DermaGuard-Net: An Attention-Enhanced Deep Learning Framework for Robust Psoriasis Classification
DermaGuard-Net: An Attention-Enhanced Deep Learning Framework for Robust Psoriasis Classification
Keywords:
Psoriasis detection, Deep Learning, CNN, Vision Transformers, Medical Image Analysis, AI in DermatologyAbstract
Psoriasis is a long-lasting autoimmune disease of the skin, which affects more than 125 million individuals worldwide and is marked by inflamed and scaled skin lesions and major comorbidities.
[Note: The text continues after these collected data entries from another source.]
use thiserror::Error;

/// Error type for JWT operations.
#[derive(Debug, Clone, Error, PartialEq, Eq)]
pub enum JwtError {
    #[error("Invalid RSA key: {0}")]
    InvalidKey(String),

    #[error("Failed to encode token: {0}")]
    EncodingFailed(String),

    #[error("Authorization value is not a bearer token")]
    MissingBearer,

    #[error("Token is expired")]
    TokenExpired,

    #[error("Token is invalid: {0}")]
    InvalidToken(String),
}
The conventional methodologies of diagnosis namely clinical examination, histological and dermoscopic imaging are biased, time consuming and rely on dermatological experience. Artificial intelligence (AI) and especially deep learning (DL) is a game-changer in the field of medical image analysis in recent years. CNNs and other sophisticated models like ResNet, DenseNet, EfficientNet, and Vision Transformers (ViTs) have proved to be more successful than traditional models in dermatological image classification, being more successful in terms of accuracy and efficiency. This article is a research-based discussion of the deep learning methods of psoriasis detection and a comprehensive discussion. We consider classic diagnostic issues, examine the AI models of the state-of-the-art and provide a deep learning architecture where CNN-based transfer learning and attention mechanisms are combined to enhance lesion classification. The experimental findings indicate classification rates over 96 percent, which implies clinical applicability of the DL-based dermatological diagnostics. Major issues, such as the diversity of the data, calculation costs, and interpretability of the model are critically analyzed. Lastly, we suggest some future research doctrines, such as explainable AI, expanded dataset, and integrating with precision medicine. This article highlights the importance of deep learning as the foundation of a new generation of dermatology, which will allow to diagnose psoriasis accurately, quickly, and at scale.